Méhémet-Ali a été par moments un souverain d’Orient ; c’est dans un de ces moments-là qu’il a exterminé les mameluks, qui d’ailleurs le méritaient bien et qui avaient le tort de la provocation : ils avaient essayé de l’assassiner dans l’Hedjaz. On lui reproché l’oppression des fellahs et les violences qui ont parfois signalé ses réformes, et deux grands écrivains, MM. de Chateaubriand et de Lamartine, sous l’impulsion d’une indignation plus généreuse qu’impartiale, ont dénoncé à l’Europe ce prétendu réformateur qui broyait les peuples sous prétexte de les civiliser.
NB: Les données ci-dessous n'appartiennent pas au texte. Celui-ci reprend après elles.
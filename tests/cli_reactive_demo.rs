use serde_json::Value;
use std::process::Command;

fn run_json(args: &[&str]) -> Value {
    let output = Command::new(env!("CARGO_BIN_EXE_reactive_demo"))
        .args(args)
        .output()
        .expect("run reactive_demo");
    assert!(
        output.status.success(),
        "reactive_demo failed: stderr={}",
        String::from_utf8_lossy(&output.stderr)
    );
    serde_json::from_slice(&output.stdout).expect("parse reactive_demo json")
}

#[test]
fn reactive_demo_installs_every_reverse_flow() {
    let v = run_json(&["--json"]);
    assert_eq!(v["ready"], true);
    assert_eq!(v["flows"], 16);
    assert_eq!(v["known_hosts"], 16);

    let stats = &v["stats"];
    assert_eq!(stats["packet_ins"], 32);
    assert_eq!(stats["dropped"], 0);
    assert_eq!(stats["floods"], 8);
    assert_eq!(stats["paths_installed"], 24);
    // 跨 pod 路径为 5 台交换机
    assert_eq!(stats["flow_mods"], 24 * 5);
    assert_eq!(stats["unconnected_sends"], 0);

    let cores = v["core_flow_mods"].as_object().expect("core loads");
    assert_eq!(cores.len(), 4);
    let total: u64 = cores.values().map(|n| n.as_u64().unwrap()).sum();
    assert_eq!(total, 24);
}

#[test]
fn reactive_demo_round_robin_spreads_over_cores() {
    let v = run_json(&["--routing", "round-robin", "--json"]);
    let cores = v["core_flow_mods"].as_object().expect("core loads");
    assert!(cores.values().all(|n| n.as_u64().unwrap() > 0), "{cores:?}");
}
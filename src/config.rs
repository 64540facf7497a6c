//! 配置
//!
//! 控制器启动参数与流量矩阵，均为 JSON。配置错误在启动阶段返回，
//! 控制器不会在错误配置下接受任何会话。

use std::collections::BTreeMap;
use std::fs;
use std::path::Path;

use serde::{Deserialize, Serialize};

use crate::ctl::{IDLE_TIMEOUT, MISS_SEND_LEN};
use crate::error::{Error, Result};
use crate::routing::{PathSelector, RoutingPolicy};
use crate::topo::fat_tree::MAX_K;
use crate::topo::{FatTreeOpts, FatTreeTopology, NodeAddress};

#[derive(Debug, Clone, Serialize, Deserialize, PartialEq)]
pub struct ControllerConfig {
    #[serde(default = "default_k")]
    pub k: usize,
    #[serde(default = "default_link_gbps")]
    pub link_gbps: f64,
    #[serde(default)]
    pub routing: RoutingPolicy,
    /// 随机策略的种子；缺省时取系统熵
    #[serde(default)]
    pub seed: Option<u64>,
    #[serde(default = "default_idle_timeout")]
    pub idle_timeout: u16,
    #[serde(default = "default_miss_send_len")]
    pub miss_send_len: u16,
}

fn default_k() -> usize {
    4
}

fn default_link_gbps() -> f64 {
    1.0
}

fn default_idle_timeout() -> u16 {
    IDLE_TIMEOUT
}

fn default_miss_send_len() -> u16 {
    MISS_SEND_LEN
}

impl Default for ControllerConfig {
    fn default() -> Self {
        Self {
            k: default_k(),
            link_gbps: default_link_gbps(),
            routing: RoutingPolicy::default(),
            seed: None,
            idle_timeout: default_idle_timeout(),
            miss_send_len: default_miss_send_len(),
        }
    }
}

/// 命令行对配置文件的覆盖项，`None` 表示沿用文件或默认值
#[derive(Debug, Clone, Default)]
pub struct ConfigOverrides {
    pub k: Option<usize>,
    pub routing: Option<String>,
    pub seed: Option<u64>,
}

impl ControllerConfig {
    /// 读取配置文件（缺省时用默认配置），应用覆盖项后统一校验。
    pub fn resolve(path: Option<&Path>, overrides: &ConfigOverrides) -> Result<Self> {
        let mut cfg = match path {
            Some(path) => Self::load(path)?,
            None => Self::default(),
        };
        cfg.apply(overrides)?;
        Ok(cfg)
    }

    pub fn apply(&mut self, overrides: &ConfigOverrides) -> Result<()> {
        if let Some(k) = overrides.k {
            self.k = k;
        }
        if let Some(routing) = &overrides.routing {
            self.routing = routing.parse()?;
        }
        if overrides.seed.is_some() {
            self.seed = overrides.seed;
        }
        self.validate()
    }

    pub fn from_json_str(raw: &str) -> Result<Self> {
        let cfg: Self =
            serde_json::from_str(raw).map_err(|e| Error::Configuration(e.to_string()))?;
        cfg.validate()?;
        Ok(cfg)
    }

    pub fn load(path: &Path) -> Result<Self> {
        Self::from_json_str(&fs::read_to_string(path)?)
    }

    pub fn validate(&self) -> Result<()> {
        if self.k < 2 || self.k % 2 != 0 || self.k > MAX_K {
            return Err(Error::Configuration(format!(
                "k must be even and within 2..={MAX_K}, got {}",
                self.k
            )));
        }
        if !(self.link_gbps > 0.0) {
            return Err(Error::Configuration(format!(
                "link_gbps must be positive, got {}",
                self.link_gbps
            )));
        }
        if self.idle_timeout == 0 {
            return Err(Error::Configuration(
                "idle_timeout of 0 would make entries permanent".to_string(),
            ));
        }
        Ok(())
    }

    pub fn topology_opts(&self) -> FatTreeOpts {
        FatTreeOpts {
            k: self.k,
            link_gbps: self.link_gbps,
        }
    }

    pub fn selector(&self) -> PathSelector {
        match self.seed {
            Some(seed) => PathSelector::with_seed(self.routing, seed),
            None => PathSelector::new(self.routing),
        }
    }
}

/// 流量矩阵：源主机下标（字符串）-> 仅含一个目的主机下标的列表。
///
/// 下标对应拓扑构建时的主机顺序。
#[derive(Debug, Clone, Default, Serialize, Deserialize, PartialEq, Eq)]
#[serde(transparent)]
pub struct FlowMatrix(pub BTreeMap<String, Vec<usize>>);

impl FlowMatrix {
    pub fn from_json_str(raw: &str) -> Result<Self> {
        Ok(serde_json::from_str(raw)?)
    }

    pub fn load(path: &Path) -> Result<Self> {
        Self::from_json_str(&fs::read_to_string(path)?)
    }

    /// 按源下标升序返回 (源下标, 目的下标)
    pub fn flows(&self) -> Result<Vec<(usize, usize)>> {
        let mut flows = Vec::with_capacity(self.0.len());
        for (src, dsts) in &self.0 {
            let src_idx: usize = src.parse().map_err(|_| {
                Error::Configuration(format!("flow matrix key `{src}` is not a host index"))
            })?;
            let [dst_idx] = dsts.as_slice() else {
                return Err(Error::Configuration(format!(
                    "flow matrix entry `{src}` must list exactly one destination, got {}",
                    dsts.len()
                )));
            };
            flows.push((src_idx, *dst_idx));
        }
        flows.sort_unstable();
        Ok(flows)
    }

    /// 把下标映射为拓扑中的主机地址
    pub fn host_pairs(&self, topo: &FatTreeTopology) -> Result<Vec<(NodeAddress, NodeAddress)>> {
        let lookup = |idx: usize| {
            topo.host_at(idx).ok_or_else(|| {
                Error::Configuration(format!(
                    "host index {idx} out of range (topology has {} hosts)",
                    topo.hosts().len()
                ))
            })
        };
        self.flows()?
            .into_iter()
            .map(|(s, d)| Ok((lookup(s)?, lookup(d)?)))
            .collect()
    }
}
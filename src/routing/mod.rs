//! 路由模块
//!
//! fat-tree 上的最短多路径发现、路径选择策略与五元组哈希。

mod ecmp;
mod flow_hash;
mod policy;

pub use ecmp::{Path, find_all_paths, find_paths};
pub use flow_hash::{FLOW_KEY_LEN, FlowKey, UNHASHED, flow_hash};
pub use policy::{PathSelector, RoutingPolicy};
Je ne veux pas excuser ces violences, surtout envers ces doux et laborieux fellahs, qui sont vraiment les Bulgares de l’Afrique ; mais il faut bien se dire que l’Égypte n’a jamais été gouvernée autrement depuis les Pharaons ; qu’aujourd’hui, sous le philanthrope Saïd-Pacha, le fellah vit exactement sous le même régime que sous le vieux, et que le courbach sera longtemps encore, je le crains bien, une nécessité gouvernementale pour la race indolente et passive de l’Égypte. C’est dans ses admirables institutions qu’il faut étudier Méhémet-Ali ; dans ses écoles d’où sont sortis ces médecins et ces savants qui honorent la jeune Égypte ; dans ses établissements de bienfaisance, dans ses lois dont je ne citerai qu’une seule : « Quiconque achètera un esclave devra, au bout de neuf ans, lui donner la liberté, après lui avoir fait apprendre au moins à lire. »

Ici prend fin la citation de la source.